Voyage voyages de Laurent Graff : dédicace aux procrastinateurs

Publié le par Noisette

Voyage voyages de Laurent Graff : dédicace aux procrastinateurs

Avant hier, j'ai fait la connaissance de Patrick : le personnage principal du roman Voyages voyage de Laurent Graff.

Qui est Patrick ?

Si Patrick était une citation il serait celle de Marcel Proust : "Il vaut mieux rêver sa vie que la vivre, encore que la vivre, ce soit encore la rêver. »

Patrick est un homme qui s'ennuie et qui pour se rassurer et se donner de l'espoir se dit qu'un jour il partira et que tout changera, lui y compris.

Croupier dans un casino de Caen ( on a déjà l'ambiance VDM ) Patrick Perrin décide un jour alors qu'il a la trentaine de voyager, de partir à l'aventure, il achète donc une valise.

A ce stade, tout va bien, tout est plutôt cohérent mais très vite on comprend une chose : Patrick n'est pas prêt de partir...

Dès les premières pages on devine un homme introverti, névrosé ; un homme qui survit tant il a peur de vivre car vivre c'est accepter d'être heureux mais vivre c'est aussi accepter de souffrir. Ce n'est pas un sociopathe ni un égoïste comme on pourrait être tenté de le penser. On le découvre au fil du récit en particulier lorsqu'il héberge une jeune voyageuse en galère : il refuse simplement toute émotion déstabilisante.

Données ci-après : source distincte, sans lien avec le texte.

// links.rs - Entity relations and their reverse index
//
// A link component on a source entity names one or more target entities.
// The store keeps target -> (source, link type) for every target, so a target
// can enumerate incoming links and deletion can drop links that point at a
// dead entity.

use std::collections::HashMap;
use std::fmt;

use crate::ecs::{marker_meta, ComponentRole, EcsResult, Entity, EntityId, EntityStore, MarkerId};

#[derive(Default)]
pub(crate) struct LinkIndex {
    incoming: HashMap<EntityId, Vec<(EntityId, MarkerId)>>,
}

impl LinkIndex {
    pub fn link(&mut self, target: EntityId, source: EntityId, marker: MarkerId) {
        self.incoming.entry(target).or_default().push((source, marker));
    }

    pub fn unlink(&mut self, target: EntityId, source: EntityId, marker: MarkerId) {
        let Some(sources) = self.incoming.get_mut(&target) else {
            return;
        };
        if let Some(pos) = sources.iter().position(|&entry| entry == (source, marker)) {
            sources.remove(pos);
        }
        if sources.is_empty() {
            self.incoming.remove(&target);
        }
    }

    pub fn incoming(&self, target: EntityId) -> &[(EntityId, MarkerId)] {
        self.incoming.get(&target).map_or(&[], Vec::as_slice)
    }

    pub fn take_incoming(&mut self, target: EntityId) -> Vec<(EntityId, MarkerId)> {
        self.incoming.remove(&target).unwrap_or_default()
    }

    /// Total number of indexed links.
    pub fn len(&self) -> usize {
        self.incoming.values().map(Vec::len).sum()
    }
}

/// One relation: `entity` carries link component `component` pointing at `target`.
#[derive(Debug, Clone, Copy, PartialEq, Eq)]
pub struct EntityLink {
    pub entity: Entity,
    pub component: &'static str,
    pub target: Entity,
}

impl fmt::Display for EntityLink {
    fn fmt(&self, f: &mut fmt::Formatter<'_>) -> fmt::Result {
        write!(f, "{} -[{}]-> {}", self.entity.id(), self.component, self.target.id())
    }
}

/// Ordered collection of links.
#[derive(Debug, Clone, Default, PartialEq, Eq)]
pub struct EntityLinks {
    links: Vec<EntityLink>,
}

impl EntityLinks {
    pub fn len(&self) -> usize {
        self.links.len()
    }

    pub fn is_empty(&self) -> bool {
        self.links.is_empty()
    }

    pub fn get(&self, index: usize) -> Option<&EntityLink> {
        self.links.get(index)
    }

    pub fn iter(&self) -> std::slice::Iter<'_, EntityLink> {
        self.links.iter()
    }

    pub fn targets(&self) -> impl Iterator<Item = Entity> + '_ {
        self.links.iter().map(|link| link.target)
    }
}

impl<'a> IntoIterator for &'a EntityLinks {
    type Item = &'a EntityLink;
    type IntoIter = std::slice::Iter<'a, EntityLink>;

    fn into_iter(self) -> Self::IntoIter {
        self.links.iter()
    }
}

impl fmt::Display for EntityLinks {
    fn fmt(&self, f: &mut fmt::Formatter<'_>) -> fmt::Result {
        write!(f, "EntityLinks[{}]", self.links.len())
    }
}

impl EntityStore {
    /// Outgoing links of `entity`, in the order their components were attached.
    pub fn links_of(&self, entity: Entity) -> EcsResult<EntityLinks> {
        self.index.resolve(entity)?;
        let links = self
            .outgoing_links(entity.id())
            .into_iter()
            .filter_map(|(marker, target)| {
                Some(EntityLink {
                    entity,
                    component: marker_meta(marker)?.name,
                    target: self.index.entity(target)?,
                })
            })
            .collect();
        Ok(EntityLinks { links })
    }

    /// `(link component, target id)` pairs of a live id, in attachment order
    /// and then in the order the component lists its targets.
    pub(crate) fn outgoing_links(&self, id: EntityId) -> Vec<(MarkerId, EntityId)> {
        let Some(slot) = self.index.slot(id) else {
            return Vec::new();
        };
        let Some(location) = slot.location else {
            return Vec::new();
        };
        let archetype = self.archetypes.get(location.archetype);

        let mut links = Vec::new();
        for &marker in &slot.order {
            let Some(meta) = marker_meta(marker).filter(|meta| meta.role == ComponentRole::Link) else {
                continue;
            };
            let (Some(vtable), Some(column)) = (meta.vtable, archetype.column_index(marker)) else {
                continue;
            };
            let value = archetype.erased_column(column).value_any(location.row);
            links.extend((vtable.link_targets)(value).into_iter().map(|target| (marker, target)));
        }
        links
    }

    /// Links from other entities (or itself) pointing at `entity`.
    pub fn incoming_links(&self, entity: Entity) -> EcsResult<EntityLinks> {
        self.index.resolve(entity)?;
        let links = self
            .links
            .incoming(entity.id())
            .iter()
            .filter_map(|&(source, marker)| {
                Some(EntityLink {
                    entity: self.index.entity(source)?,
                    component: marker_meta(marker)?.name,
                    target: entity,
                })
            })
            .collect();
        Ok(EntityLinks { links })
    }

    /// Number of links pointing at `entity`.
    pub fn incoming_link_count(&self, entity: Entity) -> EcsResult<usize> {
        self.index.resolve(entity)?;
        Ok(self.links.incoming(entity.id()).len())
    }
}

Il a besoin de sécurité et amasse de l'argent soi-disant pour son voyage or il n'y en a jamais assez à son goût et le départ est constamment repoussé.

Patrick vit dans un appartement immaculé très modestement meublé : il a l'intention de partir. Il refuse de devenir propriétaire pour éviter de s'attacher à un lieu mais demeure incapable de s'éloigner de son appartement. Il évite également les relations amoureuses sérieuses et a fuit une opportunité de mariage qui s'était présentée à lui. De toute évidence, Patrick a un sérieux problème avec l'engagement et l'attachement pourtant paradoxalement malgré toute cette liberté il semble prisonnier de lui-même

De temps en temps il prend un verre avec Pascal son voisin divorcé et dépressif qui se bourre la gueule en appelant cela "vivre". Patrick le méprise et se considère comme très différent de cet homme, pourtant du point de vue du lecteur on ne mesure pas bien la différence de degré de misérabilisme entre les deux. On a la sensation que Pascal assume son mal-être alors que Patrick est dans déni et le contrôle.

Il a diverses aventures avec par exemple la serveuse du restaurant thaï dont il est habitué pour laquelle il éprouve une forme de respect et d'attachement inavoué mais aussi avec d'autres femmes avec un détachement frôlant le mépris.

Le voyage va s'effectuer dans le temps et non dans l'espace car Patrick ne bouge pas. En revanche, il organise beaucoup en se faisant vacciner contre toutes les maladies tropicales possibles et imaginables, en achetant livre, couteau d'aventurier, bermuda et lunettes de soleil. Patrick est un pro de la procrastination, un aventurier du canapé perdu.

On se trouve confronté à un personnage qui n'assume pas son besoin de sécurité, qui n'ose pas s'avouer qu'il n'aime pas le changement, ses non-choix sont dictés par la peur et son mépris pour les autres et leurs schémas est aussi teinté d'admiration. Son périple immobile le mène jusqu'à la retraite, son physique ne change pas : le temps altère ceux qui se donnent la peine de vivre, en se protégeant de la vie Patrick se protège également du vieillissement. On ne peut s'empêcher de faire un rapprochement avec la chanson de Jean-Jacques Goldman "La vie par procuration" et tout particulièrement cet extrait " le temps qui nous casse, ne la change pas. Les vivants se fânent mais les ombres pas."

Le style est plein d'humour décalé pourtant on ne ressent pas de malaise, toute l'ambiance du roman est fait de non-dits subtiles qui en disent long. Le regard est porté sur l'impermanence des choses qu'il faut accepter si l'on veut jouer le jeu de la vie. Patrick demeure ainsi figé en spectateur au milieu du temps qui passe et le lecteur se délecte du récit de sa passivité.